Activity. Where a line of the listing below includes the word "extract", reproduce that line.

Given information.
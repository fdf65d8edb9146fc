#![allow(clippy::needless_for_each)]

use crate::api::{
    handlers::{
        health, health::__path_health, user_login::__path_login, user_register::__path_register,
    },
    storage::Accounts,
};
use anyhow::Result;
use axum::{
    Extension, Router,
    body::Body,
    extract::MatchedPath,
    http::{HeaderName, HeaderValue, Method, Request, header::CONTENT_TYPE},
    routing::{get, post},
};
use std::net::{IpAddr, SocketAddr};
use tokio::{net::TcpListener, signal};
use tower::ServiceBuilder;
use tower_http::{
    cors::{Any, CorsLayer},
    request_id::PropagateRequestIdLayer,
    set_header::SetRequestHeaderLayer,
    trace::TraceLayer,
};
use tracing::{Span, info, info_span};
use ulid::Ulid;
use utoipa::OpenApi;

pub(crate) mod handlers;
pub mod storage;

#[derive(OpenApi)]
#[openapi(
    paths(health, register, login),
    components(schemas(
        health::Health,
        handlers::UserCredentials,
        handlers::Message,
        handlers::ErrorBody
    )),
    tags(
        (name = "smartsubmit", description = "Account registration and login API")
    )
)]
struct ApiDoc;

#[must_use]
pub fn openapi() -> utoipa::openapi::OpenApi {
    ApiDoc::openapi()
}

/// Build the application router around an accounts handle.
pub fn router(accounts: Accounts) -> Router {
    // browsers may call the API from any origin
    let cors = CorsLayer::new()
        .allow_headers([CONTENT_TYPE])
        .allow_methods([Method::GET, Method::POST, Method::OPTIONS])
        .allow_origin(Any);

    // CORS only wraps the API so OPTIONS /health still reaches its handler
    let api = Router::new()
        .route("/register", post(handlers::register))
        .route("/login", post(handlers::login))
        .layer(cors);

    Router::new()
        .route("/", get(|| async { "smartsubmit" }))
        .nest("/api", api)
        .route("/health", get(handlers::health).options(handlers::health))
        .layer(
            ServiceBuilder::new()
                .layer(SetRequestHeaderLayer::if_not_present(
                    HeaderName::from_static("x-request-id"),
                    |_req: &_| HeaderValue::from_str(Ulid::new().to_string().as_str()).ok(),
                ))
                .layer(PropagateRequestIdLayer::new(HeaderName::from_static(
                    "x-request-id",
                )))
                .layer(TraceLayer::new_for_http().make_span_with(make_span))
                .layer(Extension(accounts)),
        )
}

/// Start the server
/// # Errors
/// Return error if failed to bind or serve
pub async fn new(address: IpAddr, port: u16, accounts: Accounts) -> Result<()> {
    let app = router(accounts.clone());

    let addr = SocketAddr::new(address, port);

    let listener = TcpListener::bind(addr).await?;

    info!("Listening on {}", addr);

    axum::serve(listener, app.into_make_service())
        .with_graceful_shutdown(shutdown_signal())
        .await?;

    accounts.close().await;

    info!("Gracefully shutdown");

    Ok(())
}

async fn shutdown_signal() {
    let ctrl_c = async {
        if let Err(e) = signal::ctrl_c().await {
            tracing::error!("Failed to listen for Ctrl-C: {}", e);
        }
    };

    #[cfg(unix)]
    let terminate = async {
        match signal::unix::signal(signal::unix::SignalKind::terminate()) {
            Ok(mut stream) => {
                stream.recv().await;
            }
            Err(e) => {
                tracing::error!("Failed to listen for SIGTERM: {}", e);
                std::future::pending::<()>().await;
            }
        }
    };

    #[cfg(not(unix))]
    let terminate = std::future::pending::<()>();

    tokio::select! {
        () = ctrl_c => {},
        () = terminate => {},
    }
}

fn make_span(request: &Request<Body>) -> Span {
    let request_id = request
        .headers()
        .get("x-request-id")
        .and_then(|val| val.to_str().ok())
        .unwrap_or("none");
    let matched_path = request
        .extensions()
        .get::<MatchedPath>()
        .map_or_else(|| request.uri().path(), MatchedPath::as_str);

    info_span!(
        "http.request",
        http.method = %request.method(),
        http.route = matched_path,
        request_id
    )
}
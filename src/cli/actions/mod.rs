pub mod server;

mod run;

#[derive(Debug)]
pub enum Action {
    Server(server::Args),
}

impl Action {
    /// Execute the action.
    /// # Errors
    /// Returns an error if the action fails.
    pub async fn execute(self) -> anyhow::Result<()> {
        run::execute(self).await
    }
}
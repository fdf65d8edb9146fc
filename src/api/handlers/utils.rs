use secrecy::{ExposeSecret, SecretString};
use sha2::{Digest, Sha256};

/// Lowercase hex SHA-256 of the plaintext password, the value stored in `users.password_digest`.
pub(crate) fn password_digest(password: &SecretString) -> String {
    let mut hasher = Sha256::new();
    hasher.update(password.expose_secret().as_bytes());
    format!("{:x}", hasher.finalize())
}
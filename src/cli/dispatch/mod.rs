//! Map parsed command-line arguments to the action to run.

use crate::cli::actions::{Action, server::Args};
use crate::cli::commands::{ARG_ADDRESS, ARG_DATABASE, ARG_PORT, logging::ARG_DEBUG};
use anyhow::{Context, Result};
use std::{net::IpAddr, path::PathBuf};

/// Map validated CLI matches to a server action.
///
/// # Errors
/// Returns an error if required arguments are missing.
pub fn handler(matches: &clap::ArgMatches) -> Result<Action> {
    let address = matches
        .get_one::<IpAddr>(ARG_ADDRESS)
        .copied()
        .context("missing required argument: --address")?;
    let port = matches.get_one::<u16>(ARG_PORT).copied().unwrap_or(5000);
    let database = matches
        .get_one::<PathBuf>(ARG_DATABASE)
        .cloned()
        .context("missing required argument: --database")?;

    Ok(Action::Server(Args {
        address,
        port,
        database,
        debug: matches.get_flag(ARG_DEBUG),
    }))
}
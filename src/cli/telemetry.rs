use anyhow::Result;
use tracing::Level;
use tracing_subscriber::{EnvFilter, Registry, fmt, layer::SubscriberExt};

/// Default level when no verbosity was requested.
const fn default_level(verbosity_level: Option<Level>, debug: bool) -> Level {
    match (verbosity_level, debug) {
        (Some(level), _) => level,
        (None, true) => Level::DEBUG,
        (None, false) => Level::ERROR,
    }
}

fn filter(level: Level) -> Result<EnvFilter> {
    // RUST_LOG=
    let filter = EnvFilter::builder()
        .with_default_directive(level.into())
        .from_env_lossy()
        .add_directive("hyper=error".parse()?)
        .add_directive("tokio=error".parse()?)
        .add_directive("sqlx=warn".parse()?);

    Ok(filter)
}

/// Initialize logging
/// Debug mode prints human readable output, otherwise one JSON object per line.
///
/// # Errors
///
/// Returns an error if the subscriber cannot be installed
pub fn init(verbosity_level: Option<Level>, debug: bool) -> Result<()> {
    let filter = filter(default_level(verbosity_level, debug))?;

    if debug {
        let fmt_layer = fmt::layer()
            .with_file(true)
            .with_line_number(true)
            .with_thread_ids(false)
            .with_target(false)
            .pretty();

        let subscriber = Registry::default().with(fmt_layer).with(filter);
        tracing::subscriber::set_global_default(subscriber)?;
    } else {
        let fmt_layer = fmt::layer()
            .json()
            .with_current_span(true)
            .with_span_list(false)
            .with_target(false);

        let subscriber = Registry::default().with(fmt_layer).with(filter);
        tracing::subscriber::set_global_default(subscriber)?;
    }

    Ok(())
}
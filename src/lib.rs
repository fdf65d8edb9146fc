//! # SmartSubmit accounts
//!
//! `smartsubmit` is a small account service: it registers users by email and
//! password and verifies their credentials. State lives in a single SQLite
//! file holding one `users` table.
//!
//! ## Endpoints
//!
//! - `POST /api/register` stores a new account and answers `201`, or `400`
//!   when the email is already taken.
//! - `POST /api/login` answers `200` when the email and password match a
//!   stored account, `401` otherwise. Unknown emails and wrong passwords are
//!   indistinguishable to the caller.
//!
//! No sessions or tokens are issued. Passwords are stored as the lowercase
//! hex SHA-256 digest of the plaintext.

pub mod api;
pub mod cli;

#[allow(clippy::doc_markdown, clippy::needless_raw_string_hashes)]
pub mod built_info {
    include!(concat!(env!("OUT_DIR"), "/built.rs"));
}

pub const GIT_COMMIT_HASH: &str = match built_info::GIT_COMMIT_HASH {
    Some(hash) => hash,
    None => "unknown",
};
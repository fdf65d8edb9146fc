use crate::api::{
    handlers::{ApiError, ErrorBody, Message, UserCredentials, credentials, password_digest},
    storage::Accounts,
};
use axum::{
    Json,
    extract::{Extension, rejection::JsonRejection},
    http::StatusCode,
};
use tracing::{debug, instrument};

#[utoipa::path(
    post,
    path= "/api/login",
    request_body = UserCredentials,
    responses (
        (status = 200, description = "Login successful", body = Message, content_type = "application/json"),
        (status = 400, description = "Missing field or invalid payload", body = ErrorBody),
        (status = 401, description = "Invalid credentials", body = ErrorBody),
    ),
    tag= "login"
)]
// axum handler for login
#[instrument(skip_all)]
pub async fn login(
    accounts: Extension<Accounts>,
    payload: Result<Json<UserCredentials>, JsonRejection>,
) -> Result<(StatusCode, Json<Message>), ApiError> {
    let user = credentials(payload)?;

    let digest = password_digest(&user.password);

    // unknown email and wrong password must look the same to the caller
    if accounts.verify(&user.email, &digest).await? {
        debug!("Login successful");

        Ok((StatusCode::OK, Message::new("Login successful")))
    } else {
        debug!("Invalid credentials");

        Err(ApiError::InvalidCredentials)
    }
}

Result.
    extract::MatchedPath,
    extract::{Extension, rejection::JsonRejection},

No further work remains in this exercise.